Older adults are more likely to have pre-existing mental health conditions that exacerbate stress responses and anxiety symptoms. Additionally, facing the potential loss of possessions, home, or even independence during wildfires can have a significant psychological impact on all age groups.

Even though boys and men also feel more anxious during wildfires, the study suggests they are less impacted than women and girls. This might be because they deal with anxiety differently, what society expects of them, or even how their bodies react to stress.

Broader implications

“Mental health is one of the most prevalent health conditions in the U.S. and our study found multiple pathways between wildfires and an association with severe anxiety disorders,” said study lead author Dr. Qingyang Zhu from the Gangarosa Department of Environmental Health.

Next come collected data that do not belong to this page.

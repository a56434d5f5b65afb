//! Minimum-cost bipartite assignment.
//!
//! Shortest augmenting paths with row and column potentials, `O(n²m)` for
//! `n` rows and `m ≥ n` columns. When there are more rows than columns the
//! solver pads with zero-cost columns and reports those rows as unassigned.

/// Costs above this are clamped so every entry stays finite.
const CLAMP: f64 = 1.0e18;

/// Dense row-major cost table built and consumed within one turn.
#[derive(Debug, Clone, PartialEq)]
pub struct CostMatrix {
    rows: usize,
    cols: usize,
    data: Vec<f64>,
}

impl CostMatrix {
    /// A `rows × cols` matrix with every entry set to `fill`.
    #[must_use]
    pub fn new(rows: usize, cols: usize, fill: f64) -> Self {
        Self {
            rows,
            cols,
            data: vec![fill; rows * cols],
        }
    }

    /// Build from nested rows. Returns `None` if the rows are ragged.
    #[must_use]
    pub fn from_rows(rows: &[Vec<f64>]) -> Option<Self> {
        let cols = rows.first().map_or(0, Vec::len);
        if rows.iter().any(|r| r.len() != cols) {
            return None;
        }
        Some(Self {
            rows: rows.len(),
            cols,
            data: rows.concat(),
        })
    }

    /// Number of rows.
    #[must_use]
    pub const fn rows(&self) -> usize {
        self.rows
    }

    /// Number of columns.
    #[must_use]
    pub const fn cols(&self) -> usize {
        self.cols
    }

    /// Entry at `(row, col)`.
    #[must_use]
    #[inline]
    pub fn get(&self, row: usize, col: usize) -> f64 {
        self.data[row * self.cols + col]
    }

    /// Overwrite the entry at `(row, col)`.
    #[inline]
    pub fn set(&mut self, row: usize, col: usize, value: f64) {
        self.data[row * self.cols + col] = value;
    }

    /// Sum of the entries chosen by an assignment.
    #[must_use]
    pub fn total(&self, assignment: &[Option<usize>]) -> f64 {
        assignment
            .iter()
            .enumerate()
            .filter_map(|(row, col)| col.map(|c| self.get(row, c)))
            .sum()
    }

    fn entry(&self, row: usize, col: usize) -> f64 {
        if col >= self.cols {
            return 0.0;
        }
        let value = self.get(row, col);
        if value.is_nan() {
            CLAMP
        } else {
            value.clamp(-CLAMP, CLAMP)
        }
    }
}

/// Solve the assignment problem.
///
/// Returns, for each row, the column it is matched to. Every column is used
/// at most once. Rows only go unmatched when there are more rows than
/// columns.
#[must_use]
pub fn solve(matrix: &CostMatrix) -> Vec<Option<usize>> {
    let n = matrix.rows();
    if n == 0 {
        return Vec::new();
    }
    let m = matrix.cols().max(n);

    // 1-based potentials; p[j] is the row matched to column j, 0 for none.
    let mut u = vec![0.0_f64; n + 1];
    let mut v = vec![0.0_f64; m + 1];
    let mut p = vec![0_usize; m + 1];
    let mut way = vec![0_usize; m + 1];

    for row in 1..=n {
        p[0] = row;
        let mut j0 = 0;
        let mut minv = vec![f64::INFINITY; m + 1];
        let mut used = vec![false; m + 1];
        loop {
            used[j0] = true;
            let i0 = p[j0];
            let mut delta = f64::INFINITY;
            let mut j1 = 0;
            for j in 1..=m {
                if used[j] {
                    continue;
                }
                let reduced = matrix.entry(i0 - 1, j - 1) - u[i0] - v[j];
                if reduced < minv[j] {
                    minv[j] = reduced;
                    way[j] = j0;
                }
                if minv[j] < delta {
                    delta = minv[j];
                    j1 = j;
                }
            }
            for j in 0..=m {
                if used[j] {
                    u[p[j]] += delta;
                    v[j] -= delta;
                } else {
                    minv[j] -= delta;
                }
            }
            j0 = j1;
            if p[j0] == 0 {
                break;
            }
        }
        loop {
            let j1 = way[j0];
            p[j0] = p[j1];
            j0 = j1;
            if j0 == 0 {
                break;
            }
        }
    }

    let mut assignment = vec![None; n];
    for j in 1..=m {
        if p[j] != 0 && j - 1 < matrix.cols() {
            assignment[p[j] - 1] = Some(j - 1);
        }
    }
    assignment
}

#[cfg(test)]
mod tests {
    use super::*;

    #[test]
    fn test_square() {
        let matrix = CostMatrix::from_rows(&[
            vec![4.0, 1.0, 3.0],
            vec![2.0, 0.0, 5.0],
            vec![3.0, 2.0, 2.0],
        ])
        .unwrap();
        let assignment = solve(&matrix);
        assert_eq!(assignment, vec![Some(1), Some(0), Some(2)]);
        assert!((matrix.total(&assignment) - 5.0).abs() < 1e-9);
    }

    #[test]
    fn test_more_columns_than_rows() {
        let matrix = CostMatrix::from_rows(&[vec![9.0, 9.0, 1.0, 9.0], vec![9.0, 9.0, 2.0, 3.0]])
            .unwrap();
        let assignment = solve(&matrix);
        assert_eq!(assignment, vec![Some(2), Some(3)]);
    }

    #[test]
    fn test_more_rows_than_columns() {
        let matrix = CostMatrix::from_rows(&[vec![5.0], vec![1.0], vec![3.0]]).unwrap();
        let assignment = solve(&matrix);
        assert_eq!(assignment, vec![None, Some(0), None]);
    }

    #[test]
    fn test_sentinel_avoided_when_possible() {
        let big = 1.0e9;
        let matrix = CostMatrix::from_rows(&[vec![1.0, big], vec![2.0, big], vec![big, 7.0]])
            .unwrap();
        let assignment = solve(&matrix);
        assert_eq!(assignment[2], Some(1));
        assert_eq!(assignment.iter().filter(|a| a.is_some()).count(), 2);
    }

    #[test]
    fn test_nan_and_infinity_tolerated() {
        let matrix =
            CostMatrix::from_rows(&[vec![f64::NAN, 1.0], vec![f64::INFINITY, 2.0]]).unwrap();
        let assignment = solve(&matrix);
        assert_eq!(assignment.len(), 2);
        assert_ne!(assignment[0], assignment[1]);
    }

    #[test]
    fn test_empty() {
        assert!(solve(&CostMatrix::new(0, 3, 0.0)).is_empty());
        assert!(CostMatrix::from_rows(&[vec![1.0], vec![1.0, 2.0]]).is_none());
    }
}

“Many people are already dealing with some mild or moderate mental health symptoms. Now imagine they wake up and see the sky covered in smoke, they’re likely going to feel even more anxious.”

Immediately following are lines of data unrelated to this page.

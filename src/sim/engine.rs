//! Turn resolution for the local engine.

use std::collections::{BTreeMap, BTreeSet};

use crate::game::{
    check_invariants, Command, Constants, Direction, GameMap, GameState, InvariantViolation,
    Player, PlayerId, Position, Ship, ShipId, Structure, StructureId, StructureKind, StructureRef,
};
use crate::sim::{GameResult, PlayerStats};

/// What happened during one resolved turn.
#[derive(Debug, Clone, Default, PartialEq, Eq)]
pub struct TurnEvents {
    /// Cells on which ships collided.
    pub collisions: usize,
    /// Ships destroyed in collisions.
    pub destroyed: Vec<ShipId>,
    /// Ships produced at shipyards.
    pub spawned: Vec<ShipId>,
    /// Dropoffs constructed.
    pub constructed: Vec<Position>,
    /// Commands ignored because the ship was missing, foreign, or already commanded.
    pub rejected: usize,
}

/// Authoritative game state plus the bookkeeping the rules need.
#[derive(Debug, Clone)]
pub struct Engine {
    state: GameState,
    next_ship: ShipId,
    next_structure: StructureId,
    stats: Vec<PlayerStats>,
}

impl Engine {
    /// Start a game on turn 1.
    #[must_use]
    pub fn new(map: GameMap, players: Vec<Player>, constants: Constants) -> Self {
        let stats = players
            .iter()
            .map(|p| PlayerStats {
                player_id: p.id,
                ..PlayerStats::default()
            })
            .collect();
        #[allow(clippy::cast_possible_truncation)]
        let next_structure = players.len() as StructureId;
        let mut state = GameState::new(map, players, constants, 0);
        state.turn = 1;
        Self {
            state,
            next_ship: 0,
            next_structure,
            stats,
        }
    }

    /// The authoritative state.
    #[must_use]
    pub const fn state(&self) -> &GameState {
        &self.state
    }

    /// The turn about to be played.
    #[must_use]
    pub const fn turn(&self) -> u32 {
        self.state.turn
    }

    /// Whether the turn limit has been reached.
    #[must_use]
    pub const fn is_finished(&self) -> bool {
        self.state.turn > self.state.constants.max_turns
    }

    /// The state as seen by one player.
    #[must_use]
    pub fn view_for(&self, player: PlayerId) -> GameState {
        let mut view = self.state.clone();
        view.my_id = player;
        view
    }

    /// Run the rule checks on the current state.
    #[must_use]
    pub fn check(&self) -> Vec<InvariantViolation> {
        check_invariants(&self.state)
    }

    /// Resolve one turn. `orders[i]` holds the commands of player `i`.
    pub fn step(&mut self, orders: &[Vec<Command>]) -> TurnEvents {
        let mut events = TurnEvents::default();
        let mut moves: BTreeMap<ShipId, Direction> = BTreeMap::new();
        let mut conversions = Vec::new();
        let mut spawns = BTreeSet::new();

        for (player, commands) in orders.iter().enumerate() {
            #[allow(clippy::cast_possible_truncation)]
            let player = player as PlayerId;
            let mut commanded = BTreeSet::new();
            for command in commands {
                if let Some(ship) = command.ship() {
                    let owned = self.state.ship(ship).is_some_and(|s| s.owner == player);
                    if !owned || !commanded.insert(ship) {
                        events.rejected += 1;
                        continue;
                    }
                }
                match *command {
                    Command::Move { ship, direction } => {
                        moves.insert(ship, direction);
                    }
                    Command::Construct { ship } => conversions.push(ship),
                    Command::Spawn => {
                        spawns.insert(player);
                    }
                }
            }
        }
        if events.rejected > 0 {
            tracing::warn!(turn = self.state.turn, rejected = events.rejected, "ignored commands");
        }

        for ship in conversions {
            self.construct(ship, &mut events);
        }
        let spawned = self.spawn(&spawns, &mut events);
        let moved = self.move_ships(&moves, &spawned);
        self.resolve_collisions(&mut events);
        self.mine(&moved, &spawned);
        self.deposit();

        self.state.rebuild_occupancy();
        self.state.turn += 1;
        events
    }

    /// Convert a ship into a dropoff if its owner can pay.
    fn construct(&mut self, id: ShipId, events: &mut TurnEvents) {
        let Some(ship) = self.state.ship(id).copied() else {
            return;
        };
        let pos = ship.position;
        if self.state.map.at(pos).structure.is_some() {
            return;
        }
        let cost = self
            .state
            .constants
            .dropoff_cost
            .saturating_sub(ship.halite + self.state.map.halite(pos));
        let structure = self.next_structure;
        let Some(owner) = self.state.player_mut(ship.owner) else {
            return;
        };
        if owner.halite < cost {
            return;
        }
        owner.halite -= cost;
        owner.dropoffs.push(Structure {
            id: structure,
            owner: ship.owner,
            position: pos,
            kind: StructureKind::Dropoff,
        });
        let cell = self.state.map.at_mut(pos);
        cell.halite = 0;
        cell.structure = Some(StructureRef {
            owner: ship.owner,
            id: structure,
            kind: StructureKind::Dropoff,
        });
        self.state.ships.remove(&id);
        self.next_structure += 1;
        if let Some(stats) = self.stats.get_mut(usize::from(ship.owner)) {
            stats.dropoffs_built += 1;
        }
        events.constructed.push(pos);
    }

    /// Produce ships at the shipyards of players who asked and can pay.
    fn spawn(&mut self, players: &BTreeSet<PlayerId>, events: &mut TurnEvents) -> BTreeSet<ShipId> {
        let cost = self.state.constants.ship_cost;
        let mut spawned = BTreeSet::new();
        for &player in players {
            let Some(owner) = self.state.player_mut(player) else {
                continue;
            };
            if owner.halite < cost {
                continue;
            }
            owner.halite -= cost;
            let shipyard = owner.shipyard;
            let id = self.next_ship;
            self.next_ship += 1;
            self.state.ships.insert(id, Ship::new(id, player, shipyard, 0));
            spawned.insert(id);
            events.spawned.push(id);
            if let Some(stats) = self.stats.get_mut(usize::from(player)) {
                stats.ships_built += 1;
            }
        }
        spawned
    }

    /// Move every commanded ship that can pay for leaving its cell.
    ///
    /// Returns the ships that changed cell.
    fn move_ships(
        &mut self,
        moves: &BTreeMap<ShipId, Direction>,
        spawned: &BTreeSet<ShipId>,
    ) -> BTreeSet<ShipId> {
        let constants = self.state.constants;
        let map = &self.state.map;
        let mut moved = BTreeSet::new();
        for ship in self.state.ships.values_mut() {
            if spawned.contains(&ship.id) {
                continue;
            }
            let Some(&dir) = moves.get(&ship.id) else {
                continue;
            };
            if dir == Direction::Still {
                continue;
            }
            let cost = constants.move_cost(map.halite(ship.position));
            if ship.halite < cost {
                continue;
            }
            ship.halite -= cost;
            ship.position = map.offset(ship.position, dir);
            moved.insert(ship.id);
        }
        moved
    }

    /// Destroy every ship sharing a cell and spill its cargo.
    ///
    /// Cargo lost on a structure goes to the structure's owner; elsewhere it
    /// returns to the cell.
    fn resolve_collisions(&mut self, events: &mut TurnEvents) {
        let mut cells: BTreeMap<Position, Vec<ShipId>> = BTreeMap::new();
        for ship in self.state.ships.values() {
            cells.entry(ship.position).or_default().push(ship.id);
        }
        for (pos, ids) in cells {
            if ids.len() < 2 {
                continue;
            }
            events.collisions += 1;
            let mut spilled = 0;
            for id in ids {
                if let Some(ship) = self.state.ships.remove(&id) {
                    spilled += ship.halite;
                    if let Some(stats) = self.stats.get_mut(usize::from(ship.owner)) {
                        stats.ships_lost += 1;
                    }
                    events.destroyed.push(id);
                }
            }
            match self.state.map.at(pos).structure.map(|s| s.owner) {
                Some(owner) => {
                    if let Some(player) = self.state.player_mut(owner) {
                        player.halite += spilled;
                    }
                }
                None => self.state.map.at_mut(pos).halite += spilled,
            }
        }
    }

    /// Extract halite for every ship that stayed put off a structure.
    fn mine(&mut self, moved: &BTreeSet<ShipId>, spawned: &BTreeSet<ShipId>) {
        let constants = self.state.constants;
        let positions: Vec<(PlayerId, Position)> = self
            .state
            .ships
            .values()
            .map(|s| (s.owner, s.position))
            .collect();
        let map = &mut self.state.map;
        for ship in self.state.ships.values_mut() {
            if moved.contains(&ship.id) || spawned.contains(&ship.id) {
                continue;
            }
            let cell = map.at(ship.position);
            if cell.structure.is_some() || cell.halite == 0 {
                continue;
            }
            let enemies = positions
                .iter()
                .filter(|&&(owner, pos)| {
                    owner != ship.owner
                        && map.distance(pos, ship.position) <= constants.inspiration_radius
                })
                .count();
            let inspired = enemies >= constants.inspiration_ship_count as usize;
            let (removed, gained) = constants.mine(cell.halite, ship.halite, inspired);
            map.at_mut(ship.position).halite -= removed;
            ship.halite += gained;
        }
    }

    /// Bank the cargo of every ship standing on one of its owner's bases.
    fn deposit(&mut self) {
        let map = &self.state.map;
        for ship in self.state.ships.values_mut() {
            if ship.halite == 0
                || !map
                    .at(ship.position)
                    .structure
                    .is_some_and(|s| s.owner == ship.owner)
            {
                continue;
            }
            if let Some(owner) = self.state.players.get_mut(usize::from(ship.owner)) {
                owner.halite += ship.halite;
            }
            if let Some(stats) = self.stats.get_mut(usize::from(ship.owner)) {
                stats.deposited += u64::from(ship.halite);
            }
            ship.halite = 0;
        }
    }

    /// Close the game and report the standings.
    #[must_use]
    pub fn finish(mut self, seed: u64) -> GameResult {
        let scores: Vec<u32> = self.state.players.iter().map(|p| p.halite).collect();
        for (stats, &score) in self.stats.iter_mut().zip(&scores) {
            stats.final_halite = score;
        }
        let best = scores.iter().copied().max().unwrap_or(0);
        let leaders: Vec<PlayerId> = self
            .state
            .players
            .iter()
            .filter(|p| p.halite == best)
            .map(|p| p.id)
            .collect();
        GameResult {
            seed,
            winner: (leaders.len() == 1).then(|| leaders[0]),
            scores,
            turns_played: self.state.turn.saturating_sub(1),
            player_stats: self.stats,
        }
    }
}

Climate change is directly linked to a rise in anxiety, depression, and even eating disorders. This creates a big burden on healthcare systems around the world. 

Mental health issues on the rise

In the past 20 years, Earth’s temperature has risen, and rainfall patterns have changed. This makes wildfires much more likely. In places like the western US, which already have a lot of fires because of its climate, droughts, and plenty of flammable material, the fires tend to be bigger and burn for longer.

The number of people with mental health problems has been rising for 30 years, with anxiety becoming a major health concern globally. This underscores the critical need for healthcare responses that address not just the physical damage from climate disasters but also the deep psychological effects.

Prioritize your safety 

Individually, the best approach is to keep a safe distance from wildfires. If you live in an area prone to wildfires, familiarize yourself with evacuation plans and emergency procedures. Always follow the guidance of official authorities and prioritize your safety.

“The scary thing about climate change is it doesn’t have a clear boundary; you fear a lot about the unknown. Now we can use the knowledge we’ve gained to tell people there is no need to panic,” said study co-author Dr. Yang Liu of the Gangarosa Department of Environmental Health.

“When you receive a wildfire smoke alert, close your windows, limit your outdoor activities, and don’t panic. Those sorts of preventative measures can potentially benefit the entire population.” 

The study is published in Nature Mental Health.